Dog/cat-origin quinolone-resistant Streptococcus agalactiae isolates with point mutations in quinolone resistance-determining regions: Relatedness with clonal complex 10

Abstract

ObjectiveWe aimed to investigate dog/cat-origin quinolone-resistant Streptococcus agalactiae isolates with point mutations in quinolone resistance-determining regions (QRDRs) and to define the relatedness between quinolone-resistant isolates and their microbiological features of capsular genotype, sequence type (ST)/clonal complex (CC), and antimicrobial resistance (AMR) gene. MethodsWith dog/cat-origin 22 isolates, type strain, and human-origin 6 isolates, we performed antimicrobial susceptibility testing by agar plate dilution method using levofloxacin, ciprofloxacin, and moxifloxacin. We also determined amino acid sequences in QRDRs of gyrA/gyrB/parC/parE genes and their point mutations. We conducted capsular genotyping, multilocus sequence typing, and AMR genotyping in our previous investigations. Correlations between quinolone-resistant population and their microbiological features were examined.
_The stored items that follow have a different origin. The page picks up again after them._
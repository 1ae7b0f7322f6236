use axum::{Json, extract::State, http::StatusCode};
use serde::{Deserialize, Serialize};

use forgechain::consensus::{ConsensusVariant, ForgerStatus};
use forgechain::AccountId;

use super::{ApiError, bad_request, blocking, internal};
use crate::state::SharedState;

/// Request body for `POST /forging/start`.
///
/// Stake chains need `secretPhrase`; agreement chains take `vote` and
/// `actor` (or keep the ones set earlier); work chains need nothing.
#[derive(Debug, Default, Deserialize)]
#[serde(default, rename_all = "camelCase")]
pub struct StartForgingRequest {
    pub secret_phrase: Option<String>,
    pub vote: Option<String>,
    pub actor: Option<String>,
}

#[derive(Debug, Serialize)]
#[serde(rename_all = "camelCase")]
pub struct StartForgingResponse {
    #[serde(skip_serializing_if = "Option::is_none")]
    pub account: Option<AccountId>,
    #[serde(flatten)]
    pub status: ForgerStatus,
}

/// `POST /forging/start`
pub async fn start(
    State(state): State<SharedState>,
    Json(body): Json<StartForgingRequest>,
) -> Result<(StatusCode, Json<StartForgingResponse>), ApiError> {
    let forger = state.forger.clone();
    let account = match forger.variant() {
        ConsensusVariant::Stake => {
            let phrase = body
                .secret_phrase
                .filter(|p| !p.is_empty())
                .ok_or_else(|| bad_request("secretPhrase is required on a stake chain"))?;
            Some(forger.add_generator(&phrase))
        }
        ConsensusVariant::Agreement => {
            match (body.vote, body.actor) {
                (Some(vote), Some(actor)) => forger
                    .set_agreement(vote, actor)
                    .map_err(|e| bad_request(e.to_string()))?,
                (None, None) if forger.status().vote.is_some() => {}
                _ => return Err(bad_request("vote and actor are required")),
            }
            forger.start_mining();
            None
        }
        ConsensusVariant::Work => {
            forger.start_mining();
            None
        }
    };

    Ok((
        StatusCode::OK,
        Json(StartForgingResponse {
            account,
            status: forger.status(),
        }),
    ))
}

/// Request body for `POST /forging/stop`.
#[derive(Debug, Default, Deserialize)]
#[serde(default, rename_all = "camelCase")]
pub struct StopForgingRequest {
    /// Generator to remove. Without it, mining stops.
    pub secret_phrase: Option<String>,
}

#[derive(Debug, Serialize)]
#[serde(rename_all = "camelCase")]
pub struct StopForgingResponse {
    pub stopped: bool,
    #[serde(flatten)]
    pub status: ForgerStatus,
}

/// `POST /forging/stop`
pub async fn stop(
    State(state): State<SharedState>,
    body: Option<Json<StopForgingRequest>>,
) -> Json<StopForgingResponse> {
    let forger = &state.forger;
    let body = body.map(|Json(b)| b).unwrap_or_default();
    let stopped = match body.secret_phrase {
        Some(phrase) => forger.remove_generator(&phrase),
        None => {
            forger.stop_mining();
            true
        }
    };
    Json(StopForgingResponse {
        stopped,
        status: forger.status(),
    })
}

#[derive(Debug, Serialize)]
pub struct VoteCandidate {
    pub name: String,
    pub votes: u64,
}

#[derive(Debug, Serialize)]
#[serde(rename_all = "camelCase")]
pub struct AgreementResponse {
    /// Votes over the most recent half of the chain, most popular first.
    pub candidates: Vec<VoteCandidate>,
    pub from_height: u64,
    pub to_height: u64,
    pub vote: Option<String>,
    pub actor: Option<String>,
    pub forging: bool,
}

/// `GET /agreement`
pub async fn agreement(
    State(state): State<SharedState>,
) -> Result<Json<AgreementResponse>, ApiError> {
    let ctx = state.ctx.clone();
    let tally = blocking(move || ctx.lock().tally_votes())
        .await?
        .map_err(|e| internal(format!("vote tally failed: {e}")))?;

    let status = state.forger.status();
    Ok(Json(AgreementResponse {
        candidates: tally
            .counts
            .into_iter()
            .map(|(name, votes)| VoteCandidate { name, votes })
            .collect(),
        from_height: tally.from_height,
        to_height: tally.to_height,
        vote: status.vote,
        actor: status.actor,
        forging: status.forging,
    }))
}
ResultsWe found dog/cat-origin seven (31.8%) quinolone-resistant isolates harboring minimum inhibitory concentrations (MICs) of levofloxacin 16–32 μg/mL, ciprofloxacin 32 μg/mL, and moxifloxacin 2–4 μg/mL: human three isolates indicated MICs of levofloxacin 16–64 μg/mL, ciprofloxacin 32 μg/mL, and moxifloxacin 2–16 μg/mL. Point mutations Ser81Leu in gyrA and Ser79Phe/Ser79Tyr/Asp83Asn/Gly128Asp in parC were observed among these resistant isolates: mutations Leu495Ile/Val503Ile in parE was found among quinolone-nonresistant isolates. There was a significant correlation between dog/cat-origin quinolone-resistant population and ST10 (p = 0.023)/CC10 (p = 0.021). ConclusionTo our best knowledge, this is the first report assessing dog/cat-origin quinolone-resistant S. agalactiae. Our observations could be applied in future, by veterinarians while treating dogs and cats with clinical symptoms/signs suggestive of streptococcal infections.